Google Maps-like viewer

I've created a simple viewer that uses a tiled map viewer (like Google Maps) to display a large graph. The idea is to draw the entire graph scaled to a 256 x 256 pixel tile. The graph is stored in a database that supports geospatial queries, which means the queries to retrieve the individual tiles need to display the graph at different levels of resolution are simply bounding box queries to a database. I realise that this description is cryptic at best. The GitHub repository https://github.com/rdmpage/gml-viewer has more details and the code itself. There's a lot to do, especially adding support for labels(!) which presents some interesting challenges (levels of detail and generalization). The code doesn't do any layout of the graph itself, instead I've used the yEd tool to compute the x,y coordinates of the graph.

Since this exercise was inspired by a discussion of the ASM Mammal Diversity Database, the graph I've used for the demonstration above is the ASM classification of extant mammals. I guess I need to solve the labelling issue fairly quickly!

Notes on displaying big trees using Google Maps/Leaflet

Notes to self on web map-style tree viewers. The basic idea is to use Google Maps or Leaflet to display a tree. Hence we need to compute tiles. One approach is to use a database that supports spatial queries to store the x,y coordinates of the tree. When we draw a tile we compute the coordinates of that tile, based on position and zoom level, do a spatial query to extract all lines that intersect with the rectangle for that tile, and draw those.

A nice example of this is Lifemap (see also De Vienne, D. M. (2016). Lifemap: Exploring the Entire Tree of Life. PLOS Biology, 14(12), e2001624. doi:10.1371/journal.pbio.2001624).

It occurs to me that for trees that aren't too big we could do this without an external database. For example, what if we used a Javascript implementation of an R-tree, such as imbcmdth/RTree or its fork leaflet-extras/RTree. So, we could compute the coordinates of the nodes in the tree in "geographic" space, store the bounding box for each line/arc in an R-tree, then query that R-tree for lines that intersect with the bounding box of the relevant tile. We could use a clipping algorithm to only draw the bits of the lines that cross the tile itself.

Web maps, at least in my experience, make trips to a tile server to fetch a tile, we would want instead to call a routine within our web page, because all the data would be loaded into that page. So we'd need to modify the tile creating code.

The ultimate goal would be to have a single page web app that accepts a Newick-style tree and converts into a browsable, zoomable visualisation.

Visualising big phylogenies (yet again)

Inspired in part by the release of the draft tree of life (doi:10.1073/pnas.1423041112 by the Open Tree of Life, I've been revisiting (yet again) ways to visualise very big phylogenies (see Very large phylogeny viewer for my last attempt).

My latest experiment uses Google Maps to render a large tree. Google Maps uses "tiles" to create a zoomable interface, so we need to create tiles for different zoom levels for the phylogeny. To create this visualisation I did the following:

1. The phylogeny laid out in a 256 x 256 grid.
2. The position of each line in the drawing is stored in a MySQL database as a spatial element (in this case a LINESTRING)
3. When the Google Maps interface needs to display a tile at a certain zoom level and location, a spatial SQL query retrieves the lines that intersect the bounds of the tile, then draws those using SVG.

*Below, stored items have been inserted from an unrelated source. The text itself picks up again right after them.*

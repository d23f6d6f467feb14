use axum::extract::{Extension, Path, State};

use crate::api::request::{CreateParticipantRequest, UpdateParticipantRequest};
use crate::api::response::{MessageResponse, ParticipantListResponse, ParticipantResponse};
use crate::api::{ApiResponse, ApiResult, JsonBody};
use crate::app::AppState;
use crate::database::repository::PARTICIPANT_NOT_FOUND;
use crate::handlers::parse_path_id;
use crate::middleware::AuthUser;

/// GET /api/participants - events the caller has joined
pub async fn list(
    State(state): State<AppState>,
    Extension(auth): Extension<AuthUser>,
) -> ApiResult<ParticipantListResponse> {
    let participants = state.participants.list(auth.user_id).await?;
    Ok(ApiResponse::success(ParticipantListResponse { participants }))
}

/// POST /api/participants - `{"event_id"}`; any user may join any event
pub async fn create(
    State(state): State<AppState>,
    Extension(auth): Extension<AuthUser>,
    JsonBody(payload): JsonBody<CreateParticipantRequest>,
) -> ApiResult<ParticipantResponse> {
    let participant = state.participants.create(auth.user_id, payload).await?;
    Ok(ApiResponse::created(ParticipantResponse {
        message: "Joined event successfully",
        participant,
    }))
}

/// PUT /api/participants/:id - `{"event_id"?}` moves the row to another event
pub async fn update(
    State(state): State<AppState>,
    Extension(auth): Extension<AuthUser>,
    Path(id): Path<String>,
    JsonBody(payload): JsonBody<UpdateParticipantRequest>,
) -> ApiResult<ParticipantResponse> {
    let participant_id = parse_path_id(&id, PARTICIPANT_NOT_FOUND)?;
    let participant = state.participants.update(auth.user_id, participant_id, payload).await?;
    Ok(ApiResponse::success(ParticipantResponse {
        message: "Participation updated successfully",
        participant,
    }))
}

/// DELETE /api/participants/:id
pub async fn delete(
    State(state): State<AppState>,
    Extension(auth): Extension<AuthUser>,
    Path(id): Path<String>,
) -> ApiResult<MessageResponse> {
    let participant_id = parse_path_id(&id, PARTICIPANT_NOT_FOUND)?;
    state.participants.delete(auth.user_id, participant_id).await?;
    Ok(ApiResponse::success(MessageResponse {
        message: "Left event successfully",
    }))
}
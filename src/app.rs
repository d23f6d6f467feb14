use axum::{
    middleware::from_fn_with_state,
    routing::{get, post, put},
    Router,
};
use std::sync::Arc;
use tower::ServiceBuilder;
use tower_http::{cors::CorsLayer, trace::TraceLayer};

use crate::auth::TokenService;
use crate::config::AppConfig;
use crate::database::{Database, Store};
use crate::handlers::{protected, public};
use crate::middleware::jwt_auth_middleware;
use crate::services::{CredentialService, EventService, ParticipantService};

/// Everything a handler can reach, built once at startup.
#[derive(Clone)]
pub struct AppState {
    pub config: Arc<AppConfig>,
    pub tokens: Arc<TokenService>,
    pub credentials: CredentialService,
    pub events: EventService,
    pub participants: ParticipantService,
    pub store: Arc<dyn Store>,
}

impl AppState {
    pub fn new(config: AppConfig, database: &Database) -> Self {
        match database {
            Database::Postgres(store) => Self::with_store(config, store.clone()),
            Database::Memory(store) => Self::with_store(config, store.clone()),
        }
    }

    pub fn with_store<S: Store + 'static>(config: AppConfig, store: Arc<S>) -> Self {
        Self {
            tokens: Arc::new(TokenService::new(&config.security.jwt_secret)),
            credentials: CredentialService::new(store.clone(), config.security.password_hash_cost),
            events: EventService::new(store.clone()),
            participants: ParticipantService::new(store.clone()),
            store,
            config: Arc::new(config),
        }
    }
}

pub fn app(state: AppState) -> Router {
    // An empty CorsLayer allows no origins
    let cors = if state.config.security.enable_cors {
        CorsLayer::permissive()
    } else {
        CorsLayer::new()
    };

    Router::new()
        // Public
        .route("/", get(public::root))
        .route("/health", get(public::health))
        .merge(auth_routes())
        // Protected
        .merge(protected_routes(state.clone()))
        .layer(
            ServiceBuilder::new()
                .layer(TraceLayer::new_for_http())
                .layer(cors),
        )
        .with_state(state)
}

fn auth_routes() -> Router<AppState> {
    Router::new()
        .route("/api/register", post(public::register))
        .route("/api/login", post(public::login))
}

fn protected_routes(state: AppState) -> Router<AppState> {
    use protected::{events, participants};

    Router::new()
        .route("/api/events", get(events::list).post(events::create))
        .route("/api/events/:id", put(events::update).delete(events::delete))
        .route(
            "/api/participants",
            get(participants::list).post(participants::create),
        )
        .route(
            "/api/participants/:id",
            put(participants::update).delete(participants::delete),
        )
        .route_layer(from_fn_with_state(state, jwt_auth_middleware))
}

Hence, the tiles are drawn on the fly, rather than stored as images on disk. This is a crude proof of concept so far, there are a few issues to tackle to make this usable:

1. At the moment there are no labels. I would need a way to compute what tables to show at what zoom level ("level of detail"). In other words, at low levels of zoom we want just a few higher taxa to be picked out, whereas as we zoom in we want more and more taxa to be labelled, until at the highest zoom levels we have the tips individually labelled.
2. Ideally each tile would require roughly the same amount of effort to draw. However, at the moment the code is very crude and simply draws every line that intersects a tile. For example, for zoom level 0 the entire tree fits on a single tile, so I draw the entire tree. This is not going to scale to very large trees, so I need to be able to "cull" a lot of the lines and draw only those that will be visible.

In the past I've steered away from Google Maps-style interfaces because the image is zoomed along both the x and y axes, which is not necessarily ideal. But the tradeoff is that I don't have to do any work handling user interactions, I just need to focus on efficiently rendering the image tiles.

All very crude, but I think this approach has potential, especially if the "level of detail" issue can be tackled.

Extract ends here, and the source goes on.